Not only does Zinio short-circuit the whole print and paper miasma, it offers the staid world of print a trio of huge leaps into the 21st Century. First, the digital subscription service allows anybody on the planet to subscribe to any magazine (governments willing) that's on Zinio. A businessman in India or Peru can get instant access to any business magazine as soon as it goes to press, not two weeks later when it arrives by snail mail. A journalist in Malaysia can see European and American news magaziners the minute they are released, not after they've become stale.

A number of magazines have joined the Zinio service only to find their subscriber base goes global. Maggiotto cited one American men's magazine that's very focused on issues and locations in North America. Yet Zinio brought them thousands of new subscribers from countries where the magazine had no marketing and no newsstand presence.

Secondly, Zinio allows traditional print ads to link to video, audio or quicktime animation.
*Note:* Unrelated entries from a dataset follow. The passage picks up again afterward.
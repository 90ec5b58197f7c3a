//! Layout detection for the three persisted index formats.
//!
//! None of the formats carries a self-describing tag, so detection is driven
//! by caller intent plus validation heuristics: the raw graph is identified by
//! its 24-byte size-prefixed header, the unified container by a fixed
//! metadata-size field, and the sector index by probing two mutually
//! exclusive header candidates (with and without a leading marker pair).

use std::convert::TryInto;
use std::fs::File;
use std::io::{Read, Seek, SeekFrom};
use std::path::Path;

use serde::Serialize;

use crate::error::{Result, SondaError};

/// Fixed on-disk unit of layout and I/O granularity for sector indexes.
pub const SECTOR_LEN: usize = 4096;
/// Byte offset where the first data sector of a disk index begins, regardless
/// of which metadata sub-variant the file uses.
pub const DISK_INDEX_DATA_OFFSET: u64 = 4096;
/// Size of the raw-graph header preceding the adjacency stream.
pub const RAW_GRAPH_HEADER_LEN: u64 = 24;

const CONTAINER_MAGIC: u64 = 4096;
const MARKER_MIN_ROWS: i32 = 5;

/// Element type of the coordinate block inside a disk-index node record.
///
/// The bytes do not encode this; the caller has to declare it.
#[derive(Debug, Clone, Copy, PartialEq, Eq, Serialize)]
pub enum ElementType {
    /// 32-bit float coordinates.
    F32,
    /// Unsigned 8-bit coordinates.
    U8,
    /// Signed 8-bit coordinates.
    I8,
}

impl ElementType {
    /// Byte width of one coordinate element.
    pub fn size(self) -> usize {
        match self {
            ElementType::F32 => 4,
            ElementType::U8 | ElementType::I8 => 1,
        }
    }
}

/// Header of a raw graph region: declared byte size, degree hint, entry
/// point, and frozen-node count. Node count is derived by the scan, never
/// stored.
#[derive(Debug, Clone, Serialize)]
pub struct RawGraphHeader {
    /// Total bytes the region claims to span, header included. The scan
    /// terminates when cumulative consumed bytes reach this value.
    pub expected_len: u64,
    /// Builder's maximum out-degree hint; carried but not trusted.
    pub max_degree_hint: u32,
    /// Traversal-start node id.
    pub entry_point: u32,
    /// Header-declared count of frozen nodes excluded from active totals.
    pub frozen_count: u64,
}

impl RawGraphHeader {
    /// Reads the 24-byte header at `offset`. A short read is fatal.
    pub fn read_at(file: &mut File, offset: u64) -> Result<Self> {
        file.seek(SeekFrom::Start(offset))?;
        let mut buf = [0u8; RAW_GRAPH_HEADER_LEN as usize];
        file.read_exact(&mut buf)?;
        Ok(Self {
            expected_len: u64::from_le_bytes(buf[0..8].try_into().expect("slice is 8 bytes")),
            max_degree_hint: u32::from_le_bytes(buf[8..12].try_into().expect("slice is 4 bytes")),
            entry_point: u32::from_le_bytes(buf[12..16].try_into().expect("slice is 4 bytes")),
            frozen_count: u64::from_le_bytes(buf[16..24].try_into().expect("slice is 8 bytes")),
        })
    }
}

/// Structural parameters of a sector-aligned disk index.
#[derive(Debug, Clone, Serialize)]
pub struct DiskIndexMeta {
    /// Number of node records in the data region.
    pub node_count: u64,
    /// Coordinate dimensionality of each record.
    pub dims: u64,
    /// Traversal-start node id (medoid).
    pub entry_point: u64,
    /// Fixed stride of one node record inside a sector, in bytes.
    pub max_node_len: u64,
    /// Node records per 4096-byte sector; zero means each node spans
    /// multiple sectors.
    pub nodes_per_sector: u64,
    /// Caller-declared coordinate element type.
    pub element: ElementType,
    /// Whether the metadata was prefixed by the 8-byte marker pair.
    pub has_marker: bool,
}

/// Leading tag pair written by builders that wrap their metadata in a generic
/// matrix header. Present iff `rows >= 5`.
#[derive(Debug, Clone, Copy)]
struct MarkerPair {
    rows: i32,
    _cols: i32,
}

impl MarkerPair {
    fn read(file: &mut File) -> Result<Self> {
        let mut buf = [0u8; 8];
        file.read_exact(&mut buf)?;
        Ok(Self {
            rows: i32::from_le_bytes(buf[0..4].try_into().expect("slice is 4 bytes")),
            _cols: i32::from_le_bytes(buf[4..8].try_into().expect("slice is 4 bytes")),
        })
    }
}

/// The five 64-bit metadata fields shared by both sector-index sub-variants.
#[derive(Debug, Clone, Copy)]
struct MetaFields {
    node_count: u64,
    dims: u64,
    entry_point: u64,
    max_node_len: u64,
    nodes_per_sector: u64,
}

impl MetaFields {
    fn read(file: &mut File) -> Result<Self> {
        let mut buf = [0u8; 40];
        file.read_exact(&mut buf)?;
        let field = |i: usize| {
            u64::from_le_bytes(buf[i * 8..i * 8 + 8].try_into().expect("slice is 8 bytes"))
        };
        Ok(Self {
            node_count: field(0),
            dims: field(1),
            entry_point: field(2),
            max_node_len: field(3),
            nodes_per_sector: field(4),
        })
    }
}

impl DiskIndexMeta {
    /// Probes the two metadata sub-variants: first the marker-prefixed one,
    /// and if the marker does not qualify, a seek back to byte 0 and a
    /// reinterpretation as the five bare fields. Commits only after stride
    /// validation.
    pub fn detect(file: &mut File, element: ElementType) -> Result<Self> {
        file.seek(SeekFrom::Start(0))?;
        let marker = MarkerPair::read(file)?;
        let (fields, has_marker) = if marker.rows >= MARKER_MIN_ROWS {
            (MetaFields::read(file)?, true)
        } else {
            file.seek(SeekFrom::Start(0))?;
            (MetaFields::read(file)?, false)
        };
        let meta = Self {
            node_count: fields.node_count,
            dims: fields.dims,
            entry_point: fields.entry_point,
            max_node_len: fields.max_node_len,
            nodes_per_sector: fields.nodes_per_sector,
            element,
            has_marker,
        };
        meta.validate()?;
        Ok(meta)
    }

    /// The node stride must fit the coordinate block plus the neighbor-count
    /// field, and can never exceed one sector.
    pub fn validate(&self) -> Result<()> {
        let coord_len = self
            .dims
            .checked_mul(self.element.size() as u64)
            .ok_or_else(|| SondaError::corruption("coordinate block length overflows u64"))?;
        let min_len = coord_len + 4;
        if self.max_node_len < min_len {
            return Err(SondaError::corruption(format!(
                "max_node_length {} below coordinates plus neighbor count ({min_len})",
                self.max_node_len
            )));
        }
        if self.max_node_len > SECTOR_LEN as u64 {
            return Err(SondaError::corruption(format!(
                "max_node_length {} exceeds sector size {SECTOR_LEN}",
                self.max_node_len
            )));
        }
        Ok(())
    }

    /// Byte length of the coordinate block preceding the neighbor count.
    pub fn coord_len(&self) -> usize {
        (self.dims * self.element.size() as u64) as usize
    }

    /// Sectors needed to hold all node records; zero for the multi-sector
    /// node variant, which this reader does not walk.
    pub fn total_sectors(&self) -> u64 {
        if self.nodes_per_sector == 0 {
            0
        } else {
            self.node_count.div_ceil(self.nodes_per_sector)
        }
    }
}

/// Metadata of the unified single-file container. The first field doubles as
/// the format magic.
#[derive(Debug, Clone, Serialize)]
pub struct ContainerMeta {
    /// Size of the container's metadata block; must equal 4096.
    pub metadata_len: u64,
    /// Byte offset of the embedded raw-graph region.
    pub graph_offset: u64,
    /// Remaining metadata words, carried for diagnostics only.
    pub reserved: [u64; 3],
}

impl ContainerMeta {
    /// Reads the 40-byte container prelude and validates the magic and the
    /// graph-offset ordering; anything else rejects the file.
    pub fn detect(file: &mut File) -> Result<Self> {
        file.seek(SeekFrom::Start(0))?;
        let mut buf = [0u8; 40];
        file.read_exact(&mut buf)?;
        let field = |i: usize| {
            u64::from_le_bytes(buf[i * 8..i * 8 + 8].try_into().expect("slice is 8 bytes"))
        };
        let metadata_len = field(0);
        let graph_offset = field(1);
        if metadata_len != CONTAINER_MAGIC {
            return Err(SondaError::corruption(format!(
                "not a unified container: leading field {metadata_len} != {CONTAINER_MAGIC}"
            )));
        }
        if graph_offset <= metadata_len {
            return Err(SondaError::corruption(format!(
                "not a unified container: graph offset {graph_offset} inside metadata block"
            )));
        }
        Ok(Self {
            metadata_len,
            graph_offset,
            reserved: [field(2), field(3), field(4)],
        })
    }
}

/// Which layout to probe a file for.
#[derive(Debug, Clone, Copy)]
pub enum FormatProbe {
    /// Raw adjacency stream with its header at the given byte offset.
    RawGraph {
        /// Byte offset of the 24-byte header.
        offset: u64,
    },
    /// Sector-aligned disk index with the declared element type.
    DiskIndex {
        /// Coordinate element type; not inferable from the bytes.
        element: ElementType,
    },
    /// Unified single-file container.
    Container,
}

/// Closed union over the recognized layout variants, resolved exactly once
/// per file. Downstream code dispatches on this instead of re-inspecting
/// bytes.
#[derive(Debug, Clone)]
pub enum IndexFormat {
    /// Count-prefixed adjacency stream.
    RawGraph(RawGraphHeader),
    /// Sector-aligned disk index (either metadata sub-variant).
    DiskIndex(DiskIndexMeta),
    /// Unified container embedding a raw-graph region.
    Container(ContainerMeta),
}

impl IndexFormat {
    /// Validates `path` against the probed layout and extracts its header
    /// metadata. Fails closed on any inconsistency.
    pub fn detect(path: &Path, probe: FormatProbe) -> Result<Self> {
        let mut file = File::open(path)?;
        match probe {
            FormatProbe::RawGraph { offset } => Ok(IndexFormat::RawGraph(
                RawGraphHeader::read_at(&mut file, offset)?,
            )),
            FormatProbe::DiskIndex { element } => Ok(IndexFormat::DiskIndex(
                DiskIndexMeta::detect(&mut file, element)?,
            )),
            FormatProbe::Container => Ok(IndexFormat::Container(ContainerMeta::detect(&mut file)?)),
        }
    }
}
Zinio can take the reader directly to an advertiser's page without leaving the magazine. Zinio always tries to use the most widespread software, like Mpeg or Flash, but the service will prompt you to download if you don't have the program. In dollar terms this means magazines can now sell online animation and audio to advertisers. More global subscriber base plus publishers get to up-sell.

Also, Zinio provides 24/7, online access to back issues. It's an archive as well as an agent for the magazine publishers.

Zinio itself already licenses their technology to websites like Barnes & Noble and the McGrawHill textbook store where they sell digital textbooks. Maggiotto says MGH is seeing digital sales double every semester. Further Zinio has stats on readership habits: what articles they read, how long they spend, what ads they follow, etc. In the digital world, advertisers could find out how their ad is being accepted, viewed, etc. Maggiotto says they will track this data without any loss of privacy for the reader/subscriber.

So are we done with poly-bagged magazines and stuffed mail trucks? Meanwhile one magazine has tracked down its own carbon footprint. Here's that blog.

I forgot to ask if Zinio can just deal with all those paper catalogs that fill my recycle bin each week.